Theoretically, we only had to drive about 30 km to Taormina, our first stop, from Catania, and this should have been very easy. But there was coping with the Italian scooters, cars going around ours, people honking at us. Driving in Italy is very different. People may or may not respect traffic lights. They may drive on the sidewalk. It stressed me out because it seemed like a series of near misses and near-death experiences constantly.

And we didn't understand the signs. We missed the Autostrada entrance and spent several hours trying to figure out how to get back to where we wanted to go. What took us a few days to figure out is that in Italy, an arrow points left, say, meaning straight ahead. In the US, the arrow would point up, but they don't do things like that in Italy, so we naturally would take the left turn in this case and end up in the wrong road. And so forth.

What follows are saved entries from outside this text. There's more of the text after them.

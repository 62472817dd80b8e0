//! Spell resolution.
//!
//! [`execute`] is a single dispatch over [`SpellKind`]. It checks the target,
//! applies the effect to the battle and the grid, and describes what
//! happened. It never touches the caster's mana; the manager does that.

use serde::Serialize;
use thiserror::Error;

use super::clear::component_score;
use super::kind::{Spell, SpellKind, SpellTarget, TargetKind, scale_by_mana};
use crate::battle::{
    BattleState, ClearedCell, Element, EnemyHit, EnemyTarget, MatchGrid, Pos, modified_damage,
};
use crate::rng::GameRng;

/// Enemy turns added by a shield, whatever its configured power.
pub const SHIELD_DELAY: i32 = 1;

/// The spirit casting a spell, as seen at cast time.
#[derive(Debug, Clone, Copy, PartialEq, Eq)]
pub struct Caster {
    /// Spirit index in the roster.
    pub index: usize,
    /// Spirit element.
    pub element: Element,
    /// Mana banked at cast time.
    pub mana: u32,
}

/// Why a cast did not happen. Nothing was mutated.
#[derive(Debug, Clone, PartialEq, Eq, Error, Serialize)]
pub enum CastRejection {
    /// No spirit at that index.
    #[error("no spirit at index {0}")]
    UnknownSpirit(usize),
    /// The spirit has no spell equipped.
    #[error("spirit has no spell equipped")]
    NoSpell,
    /// Mana is below the spell's threshold.
    #[error("not enough mana: {have}/{need}")]
    NotEnoughMana {
        /// Mana banked.
        have: u32,
        /// Threshold.
        need: u32,
    },
    /// The battle is already decided.
    #[error("the battle is over")]
    BattleOver,
    /// The chosen target is dead, out of range or the wrong shape.
    #[error("invalid target: {0}")]
    InvalidTarget(String),
    /// Nothing on the board or field for the spell to act on.
    #[error("no valid target")]
    NoTarget,
    /// A selection was supplied with no spell waiting for one.
    #[error("no spell is waiting for a target")]
    NoPendingSpell,
}

/// What a successful spell did.
#[derive(Debug, Clone, PartialEq, Eq, Serialize)]
#[serde(tag = "effect", rename_all = "snake_case")]
pub enum SpellEffect {
    /// Direct damage to enemies.
    Damage {
        /// Damage per enemy hit.
        hits: Vec<EnemyHit>,
    },
    /// Cells cleared; their score was dealt as damage.
    Cleared {
        /// Removed cells.
        cells: Vec<ClearedCell>,
        /// Mana-scaled score passed on as damage.
        score: u32,
        /// Damage per enemy hit.
        hits: Vec<EnemyHit>,
    },
    /// Player healed.
    Healed {
        /// HP the spell tried to restore.
        requested: u32,
        /// HP actually restored.
        healed: u32,
    },
    /// Enemy attacks delayed.
    Delayed {
        /// Turns added per enemy.
        turns: i32,
        /// Enemies affected.
        enemies: usize,
    },
    /// Gems recolored.
    Transformed {
        /// Recolored cells.
        cells: Vec<Pos>,
        /// New gem type.
        gem: u8,
    },
    /// Gem types permuted.
    Shuffled {
        /// Filled cells involved.
        cells: usize,
    },
}

impl SpellEffect {
    /// True if the grid has holes that gravity must fill.
    #[must_use]
    pub const fn requires_gravity(&self) -> bool {
        matches!(self, SpellEffect::Cleared { .. })
    }

    /// Total enemy damage dealt.
    #[must_use]
    pub fn total_damage(&self) -> u32 {
        match self {
            SpellEffect::Damage { hits } | SpellEffect::Cleared { hits, .. } => {
                hits.iter().map(|h| h.amount).sum()
            }
            _ => 0,
        }
    }
}

/// A resolved spell.
#[derive(Debug, Clone, PartialEq, Eq, Serialize)]
pub struct SpellReport {
    /// Spell id.
    pub spell: String,
    /// Casting spirit.
    pub spirit: usize,
    /// Summary for display.
    pub message: String,
    /// What happened.
    pub effect: SpellEffect,
}

/// Outcome of a cast request.
#[derive(Debug, Clone, PartialEq, Eq, Serialize)]
#[serde(tag = "result", rename_all = "snake_case")]
pub enum CastResult {
    /// The spell resolved.
    Cast(SpellReport),
    /// The spell needs a target; call again with one.
    NeedsSelection {
        /// Casting spirit.
        spirit: usize,
        /// What to pick.
        target: TargetKind,
    },
    /// The cast was refused.
    Rejected(CastRejection),
}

Then on the autostradas, you drive always in the right lane except when passing. I didn't understand this until hours later it got into my dense head. Meanwhile, people whizzed by at 140km/hour, or honked incessantly at me. So what you are supposed to do is stay in the right lane and go into the left just to pass some recalcitrant vehicle. Trouble is you'll be barreling along at 140km/hour in the right lane and then almost run over some Piaggio. A Piaggio is basically a three wheeled motorcycle with a little truckbed on the back. It is really s-l-u-g-g-i-s-h and if you were to run over one you probably wouldn't know it. There are a lot of them in Sicily.

At this point, we had been awake for umpteen number of hours and we kept getting on the wrong road, circling back, ending up on roads we knew weren't right, fighting off the motorscooters that swarmed around us…

Finally we made it to Taormina, hours later, and then tried to find our hotel. We thought it was high up. Taormina is a mountain village that you access either by one narrow, narrow road, or by "tram". So we wound our way up, up, up, on the narrow road so thin that two vehicles (even Piaggios) couldn't pass without serious damage. We climbed. And climbed. And then a dead end. We were at a mountain village very high up, higher than Taormina. So we headed down again. And it was already 5:00pm local time. We had started our day in Northern Virginia and were on this maddeningly narrow dangerous mountain road. Up and down we went. Our maps were somewhere in our luggage in the trunk (great planning!). We kept asking directions and heard new Italian words. Here is a sample of the dialog:
Dove l'hotel Capotaormina, Senore?
[answer in a great swarm of unintelligible Italian]
Gratie, Senore

Then we'd proceed according to the unintelligible (to us) directions, going from one person to another like a billiard ball randomly bouncing around the pool table eventually, by chance, to land in a pocket.

And so forth. Finally, we found the hotel at the bottom of the hill, not far from the Ionian sea.